TASK OBJECTIVE » Using the word "ApiResponse" as the filter, copy each matching line from the records.

ENTRIES PROVIDED »
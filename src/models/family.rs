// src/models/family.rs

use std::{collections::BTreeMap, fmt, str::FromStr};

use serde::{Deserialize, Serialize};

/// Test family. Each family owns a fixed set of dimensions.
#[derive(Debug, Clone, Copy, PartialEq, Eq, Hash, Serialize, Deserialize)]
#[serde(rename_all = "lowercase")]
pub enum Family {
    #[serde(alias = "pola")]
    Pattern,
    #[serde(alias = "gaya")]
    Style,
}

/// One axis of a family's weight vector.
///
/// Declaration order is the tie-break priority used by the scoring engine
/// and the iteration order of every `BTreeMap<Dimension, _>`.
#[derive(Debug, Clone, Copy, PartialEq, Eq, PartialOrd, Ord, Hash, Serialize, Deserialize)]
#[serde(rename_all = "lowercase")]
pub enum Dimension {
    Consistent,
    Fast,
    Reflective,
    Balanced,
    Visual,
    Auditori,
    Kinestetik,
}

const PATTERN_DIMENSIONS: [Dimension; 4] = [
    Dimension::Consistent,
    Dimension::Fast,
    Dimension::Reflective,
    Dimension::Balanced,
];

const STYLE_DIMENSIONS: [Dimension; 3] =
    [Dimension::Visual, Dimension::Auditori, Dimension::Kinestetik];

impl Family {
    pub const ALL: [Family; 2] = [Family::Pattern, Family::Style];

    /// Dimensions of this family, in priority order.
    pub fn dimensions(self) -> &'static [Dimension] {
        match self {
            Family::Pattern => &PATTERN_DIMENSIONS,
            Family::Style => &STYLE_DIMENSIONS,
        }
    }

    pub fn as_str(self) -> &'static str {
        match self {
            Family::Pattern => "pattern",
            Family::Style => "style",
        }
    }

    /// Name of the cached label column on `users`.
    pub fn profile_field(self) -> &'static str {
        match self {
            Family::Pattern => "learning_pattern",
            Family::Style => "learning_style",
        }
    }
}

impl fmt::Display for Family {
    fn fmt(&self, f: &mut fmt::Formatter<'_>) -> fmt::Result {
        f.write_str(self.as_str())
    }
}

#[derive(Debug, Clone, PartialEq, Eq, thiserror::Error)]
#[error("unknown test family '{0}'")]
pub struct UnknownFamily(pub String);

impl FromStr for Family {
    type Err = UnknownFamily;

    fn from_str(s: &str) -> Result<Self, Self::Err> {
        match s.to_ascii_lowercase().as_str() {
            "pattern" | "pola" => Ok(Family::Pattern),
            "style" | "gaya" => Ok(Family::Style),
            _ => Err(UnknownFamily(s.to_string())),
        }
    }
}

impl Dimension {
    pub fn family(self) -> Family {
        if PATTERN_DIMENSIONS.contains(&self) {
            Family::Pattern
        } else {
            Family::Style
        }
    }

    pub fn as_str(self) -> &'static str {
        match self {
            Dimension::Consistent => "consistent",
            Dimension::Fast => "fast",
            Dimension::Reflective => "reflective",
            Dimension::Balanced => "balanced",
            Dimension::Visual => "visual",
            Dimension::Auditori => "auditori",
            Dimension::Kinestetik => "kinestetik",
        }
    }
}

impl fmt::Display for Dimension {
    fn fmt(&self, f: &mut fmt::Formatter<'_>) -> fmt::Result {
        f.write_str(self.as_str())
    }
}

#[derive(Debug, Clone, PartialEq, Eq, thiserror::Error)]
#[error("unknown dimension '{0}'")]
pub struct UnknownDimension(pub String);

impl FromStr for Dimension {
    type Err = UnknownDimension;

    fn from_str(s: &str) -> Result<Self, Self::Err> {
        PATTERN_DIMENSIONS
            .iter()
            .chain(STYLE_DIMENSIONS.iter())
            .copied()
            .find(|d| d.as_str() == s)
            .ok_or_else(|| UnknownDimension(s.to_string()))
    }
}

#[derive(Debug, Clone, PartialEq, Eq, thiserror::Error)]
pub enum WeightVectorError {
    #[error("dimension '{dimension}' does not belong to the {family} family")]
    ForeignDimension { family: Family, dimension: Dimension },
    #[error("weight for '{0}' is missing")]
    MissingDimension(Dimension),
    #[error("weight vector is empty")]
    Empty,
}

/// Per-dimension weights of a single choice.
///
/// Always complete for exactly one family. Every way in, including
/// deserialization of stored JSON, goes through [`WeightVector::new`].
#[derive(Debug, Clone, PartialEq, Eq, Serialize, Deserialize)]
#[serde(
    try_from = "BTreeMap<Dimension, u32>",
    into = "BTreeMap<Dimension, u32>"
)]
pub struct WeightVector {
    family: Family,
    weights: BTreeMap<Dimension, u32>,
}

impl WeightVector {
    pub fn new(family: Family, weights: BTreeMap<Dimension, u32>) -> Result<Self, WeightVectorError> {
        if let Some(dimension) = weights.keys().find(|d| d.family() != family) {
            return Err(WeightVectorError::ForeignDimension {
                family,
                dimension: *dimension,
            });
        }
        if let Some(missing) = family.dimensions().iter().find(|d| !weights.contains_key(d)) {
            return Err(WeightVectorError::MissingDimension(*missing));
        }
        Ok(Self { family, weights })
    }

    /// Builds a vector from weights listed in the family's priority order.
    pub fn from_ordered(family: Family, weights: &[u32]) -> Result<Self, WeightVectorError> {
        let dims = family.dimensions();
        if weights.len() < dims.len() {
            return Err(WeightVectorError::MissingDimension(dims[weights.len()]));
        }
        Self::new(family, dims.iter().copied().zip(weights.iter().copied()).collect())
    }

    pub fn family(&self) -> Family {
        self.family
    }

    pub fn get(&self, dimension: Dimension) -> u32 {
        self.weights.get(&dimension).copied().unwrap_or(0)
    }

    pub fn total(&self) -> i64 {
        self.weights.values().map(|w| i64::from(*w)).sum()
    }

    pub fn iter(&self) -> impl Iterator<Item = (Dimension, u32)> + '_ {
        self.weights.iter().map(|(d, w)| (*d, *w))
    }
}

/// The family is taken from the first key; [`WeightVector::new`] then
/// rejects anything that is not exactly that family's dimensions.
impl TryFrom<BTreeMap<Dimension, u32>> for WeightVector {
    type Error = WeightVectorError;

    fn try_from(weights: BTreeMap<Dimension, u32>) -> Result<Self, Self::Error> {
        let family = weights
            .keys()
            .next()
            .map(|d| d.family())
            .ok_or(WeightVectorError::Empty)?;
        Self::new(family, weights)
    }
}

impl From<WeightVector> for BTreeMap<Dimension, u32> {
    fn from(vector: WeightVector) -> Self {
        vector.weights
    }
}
--
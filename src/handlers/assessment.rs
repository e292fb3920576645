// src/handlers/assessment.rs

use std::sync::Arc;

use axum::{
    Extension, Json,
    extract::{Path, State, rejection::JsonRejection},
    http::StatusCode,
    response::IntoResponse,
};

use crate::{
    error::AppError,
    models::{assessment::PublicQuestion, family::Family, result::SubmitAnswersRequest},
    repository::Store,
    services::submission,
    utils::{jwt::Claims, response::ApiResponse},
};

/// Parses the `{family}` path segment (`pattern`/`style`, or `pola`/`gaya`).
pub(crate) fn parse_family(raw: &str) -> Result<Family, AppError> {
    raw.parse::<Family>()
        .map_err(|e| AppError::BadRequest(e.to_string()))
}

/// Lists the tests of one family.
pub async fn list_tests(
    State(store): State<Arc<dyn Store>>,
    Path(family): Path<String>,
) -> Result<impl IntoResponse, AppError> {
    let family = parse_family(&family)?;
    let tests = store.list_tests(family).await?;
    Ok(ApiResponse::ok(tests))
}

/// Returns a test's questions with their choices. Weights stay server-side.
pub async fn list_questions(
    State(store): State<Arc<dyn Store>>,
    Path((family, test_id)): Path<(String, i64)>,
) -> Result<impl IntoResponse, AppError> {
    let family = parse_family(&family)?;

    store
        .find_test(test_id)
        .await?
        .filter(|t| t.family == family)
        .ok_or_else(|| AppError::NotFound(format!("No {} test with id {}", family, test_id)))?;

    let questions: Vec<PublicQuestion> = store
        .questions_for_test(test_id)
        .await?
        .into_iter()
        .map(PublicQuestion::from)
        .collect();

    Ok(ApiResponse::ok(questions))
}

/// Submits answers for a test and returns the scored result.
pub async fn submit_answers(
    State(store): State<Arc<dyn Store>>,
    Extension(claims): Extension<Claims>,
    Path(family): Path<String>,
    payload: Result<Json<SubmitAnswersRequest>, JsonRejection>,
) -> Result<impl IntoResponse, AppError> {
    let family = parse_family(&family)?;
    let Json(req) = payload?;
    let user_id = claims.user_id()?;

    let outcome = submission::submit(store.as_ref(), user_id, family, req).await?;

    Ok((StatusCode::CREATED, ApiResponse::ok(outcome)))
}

RESPONSE BELOW »
    utils::{jwt::Claims, response::ApiResponse},
    Ok(ApiResponse::ok(tests))
    Ok(ApiResponse::ok(questions))
    Ok((StatusCode::CREATED, ApiResponse::ok(outcome)))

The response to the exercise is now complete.